Stored data
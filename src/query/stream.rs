//! Typed streams over queries.
//!
//! A stream views a query through an ordered list of stream types, each
//! with a match key. For every matched archetype, each slot independently
//! matches a set of columns (one for a concrete key, possibly several for
//! a wildcard), and the stream iterates the Cartesian product of those
//! sets: slot 0 is the outer axis, the last slot the inner. Rows are then
//! visited in the archetype's current order.
//!
//! Streams exist for arities 1 through 5. Slots must name distinct
//! component types, which guarantees that no column is ever claimed by two
//! slots of one combination.

use super::join::CrossJoin;
use super::Query;
use crate::error::EcsError;
use crate::expression::TypeExpression;
use crate::identity::Identity;
use crate::storage::component::{Component, ComponentTypeId};
use crate::world::{World, WorldLock};
use itertools::izip;
use smallvec::{smallvec, SmallVec};
use std::marker::PhantomData;

/// A tuple of component types defining the slots of a [Stream].
pub trait StreamTypes: 'static {
    /// The component type of each slot, in order.
    fn component_types() -> SmallVec<[ComponentTypeId; 5]>;

    /// The plain expression for each slot.
    fn plain_expressions() -> SmallVec<[TypeExpression; 5]>;
}

/// A query viewed through ordered stream types; see the module docs.
pub struct Stream<'q, V: StreamTypes> {
    query: &'q mut Query,
    exprs: SmallVec<[TypeExpression; 5]>,
    _marker: PhantomData<V>,
}

impl<'q, V: StreamTypes> Stream<'q, V> {
    pub(crate) fn new(query: &'q mut Query, exprs: SmallVec<[TypeExpression; 5]>) -> Self {
        let types = V::component_types();
        for (i, a) in types.iter().enumerate() {
            for b in &types[i + 1..] {
                assert_ne!(
                    a, b,
                    "stream slots must name distinct component types"
                );
            }
        }
        debug_assert_eq!(exprs.len(), types.len());
        Stream {
            query,
            exprs,
            _marker: PhantomData,
        }
    }

    /// The per-slot match expressions.
    pub fn expressions(&self) -> &[TypeExpression] {
        &self.exprs
    }
}

macro_rules! impl_stream {
    ($( $ty:ident : $slice:ident => $idx:tt ),*) => {
        impl<$( $ty: Component ),*> StreamTypes for ($( $ty, )*) {
            fn component_types() -> SmallVec<[ComponentTypeId; 5]> {
                smallvec![$( ComponentTypeId::of::<$ty>() ),*]
            }

            fn plain_expressions() -> SmallVec<[TypeExpression; 5]> {
                smallvec![$( TypeExpression::of::<$ty>() ),*]
            }
        }

        impl<'q, $( $ty: Component ),*> Stream<'q, ($( $ty, )*)> {
            /// Yields column slices for every archetype and cross-join
            /// combination, without any structural-safety guarantees.
            ///
            /// # Safety
            /// The caller must ensure that no other access to the claimed
            /// columns is alive while `f` runs, and that no structural
            /// change is applied to the world during iteration other than
            /// through a world-lock.
            pub unsafe fn fold_raw_unchecked<F>(
                &mut self,
                world: &World,
                mut f: F,
            ) -> Result<(), EcsError>
            where
                F: FnMut(&[Identity], $( &mut [$ty] ),*),
            {
                self.query.update_cache(world);
                let archetypes = world.archetypes();
                for &index in self.query.matched() {
                    let archetype = &archetypes[index];
                    let version = archetype.version();
                    let join = CrossJoin::new(smallvec![
                        $( archetype.match_columns(self.exprs[$idx]) ),*
                    ]);
                    for combo in join {
                        // Safety: slots name distinct component types, so
                        // the claimed columns are pairwise distinct.
                        $(
                            let $slice = archetype
                                .claim_column_mut::<$ty>(combo[$idx])
                                .expect("matched column stores the slot's component type");
                        )*
                        f(archetype.entities(), $( $slice ),*);
                    }
                    if archetype.version() != version {
                        return Err(EcsError::StructurallyModifiedDuringIteration);
                    }
                }
                Ok(())
            }

            /// Calls `f` once per archetype and cross-join combination with
            /// the identity column and one mutable column slice per slot.
            pub fn raw<F>(&mut self, world: &mut World, f: F) -> Result<(), EcsError>
            where
                F: FnMut(&[Identity], $( &mut [$ty] ),*),
            {
                // Safety: exclusive world access.
                unsafe { self.fold_raw_unchecked(world, f) }
            }

            /// As [raw](Self::raw), with an extra by-value parameter.
            pub fn raw_uniform<U: Copy, F>(
                &mut self,
                world: &mut World,
                uniform: U,
                mut f: F,
            ) -> Result<(), EcsError>
            where
                F: FnMut(&[Identity], $( &mut [$ty], )* U),
            {
                self.raw(world, |entities, $( $slice ),*| {
                    f(entities, $( $slice, )* uniform)
                })
            }

            /// Sequentially visits every matching row as
            /// `(entity, component references)`.
            pub fn for_each<F>(&mut self, world: &mut World, mut f: F) -> Result<(), EcsError>
            where
                F: FnMut(Identity, $( &mut $ty ),*),
            {
                // Safety: exclusive world access.
                unsafe {
                    self.fold_raw_unchecked(world, |entities, $( $slice ),*| {
                        for row in 0..entities.len() {
                            f(entities[row], $( &mut $slice[row] ),*);
                        }
                    })
                }
            }

            /// As [for_each](Self::for_each), through a world-lock.
            /// Structural operations requested on the lock from inside `f`
            /// are deferred until the lock releases, so the iteration
            /// itself never observes a structural change.
            pub fn for_each_deferred<F>(
                &mut self,
                lock: &WorldLock<'_>,
                mut f: F,
            ) -> Result<(), EcsError>
            where
                F: FnMut(Identity, $( &mut $ty ),*),
            {
                let _guard = lock.relock();
                // Safety: the lock defers all structural changes, and slots
                // claim distinct columns. Nesting two streams over
                // overlapping columns inside one lock is a documented
                // aliasing contract violation.
                unsafe {
                    self.fold_raw_unchecked(lock.world(), |entities, $( $slice ),*| {
                        for row in 0..entities.len() {
                            f(entities[row], $( &mut $slice[row] ),*);
                        }
                    })
                }
            }

            /// As [for_each](Self::for_each), with an extra by-value
            /// parameter passed to every call.
            pub fn for_each_uniform<U: Copy, F>(
                &mut self,
                world: &mut World,
                uniform: U,
                mut f: F,
            ) -> Result<(), EcsError>
            where
                F: FnMut(Identity, $( &mut $ty, )* U),
            {
                self.for_each(world, |entity, $( $slice ),*| {
                    f(entity, $( $slice, )* uniform)
                })
            }

            /// Visits rows in parallel, fanning chunks of `chunk_size` rows
            /// out to the worker pool and joining before returning. The
            /// default chunk size divides each combination's rows evenly
            /// across the pool. Workers receive disjoint row ranges; `f`
            /// must not touch structural state.
            #[cfg(feature = "parallel")]
            pub fn par_for_each<F>(
                &mut self,
                world: &mut World,
                chunk_size: Option<usize>,
                f: F,
            ) -> Result<(), EcsError>
            where
                F: Fn(Identity, $( &mut $ty ),*) + Send + Sync,
            {
                use rayon::prelude::*;

                let f = &f;
                // Safety: exclusive world access; workers receive disjoint
                // row ranges of the claimed columns.
                unsafe {
                    self.fold_raw_unchecked(world, |entities, $( $slice ),*| {
                        if entities.is_empty() {
                            return;
                        }
                        let chunk = chunk_size
                            .unwrap_or_else(|| entities.len() / rayon::current_num_threads())
                            .max(1);
                        let batches: Vec<_> = izip!(
                            entities.chunks(chunk)
                            $(, $slice.chunks_mut(chunk) )*
                        )
                        .collect();
                        batches.into_par_iter().for_each(|(entities, $( $slice ),*)| {
                            for row in 0..entities.len() {
                                f(entities[row], $( &mut $slice[row] ),*);
                            }
                        });
                    })
                }
            }

            /// As [par_for_each](Self::par_for_each), with an extra
            /// by-value parameter.
            #[cfg(feature = "parallel")]
            pub fn par_for_each_uniform<U, F>(
                &mut self,
                world: &mut World,
                chunk_size: Option<usize>,
                uniform: U,
                f: F,
            ) -> Result<(), EcsError>
            where
                U: Copy + Send + Sync,
                F: Fn(Identity, $( &mut $ty, )* U) + Send + Sync,
            {
                self.par_for_each(world, chunk_size, move |entity, $( $slice ),*| {
                    f(entity, $( $slice, )* uniform)
                })
            }

            /// Returns a read-only iterator over matching rows.
            pub fn iter<'w>(
                &mut self,
                world: &'w World,
            ) -> impl Iterator<Item = (Identity, $( &'w $ty ),*)> {
                self.query.update_cache(world);
                let matched = self.query.matched().to_vec();
                let exprs = self.exprs.clone();
                let archetypes = world.archetypes();
                matched.into_iter().flat_map(move |index| {
                    let archetype = &archetypes[index];
                    let join = CrossJoin::new(smallvec![
                        $( archetype.match_columns(exprs[$idx]) ),*
                    ]);
                    join.flat_map(move |combo| {
                        $(
                            let $slice = archetype
                                .typed_slice::<$ty>(combo[$idx])
                                .expect("matched column stores the slot's component type");
                        )*
                        izip!(
                            archetype.entities().iter().copied()
                            $(, $slice.iter() )*
                        )
                    })
                })
            }
        }
    };
}

impl_stream!(A: a => 0);
impl_stream!(A: a => 0, B: b => 1);
impl_stream!(A: a => 0, B: b => 1, C: c => 2);
impl_stream!(A: a => 0, B: b => 1, C: c => 2, D: d => 3);
impl_stream!(A: a => 0, B: b => 1, C: c => 2, D: d => 3, E: e => 4);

What the exercise asks
Report the number of lines above containing the string "StreamTypes" as your sole answer.

Exercise solution
4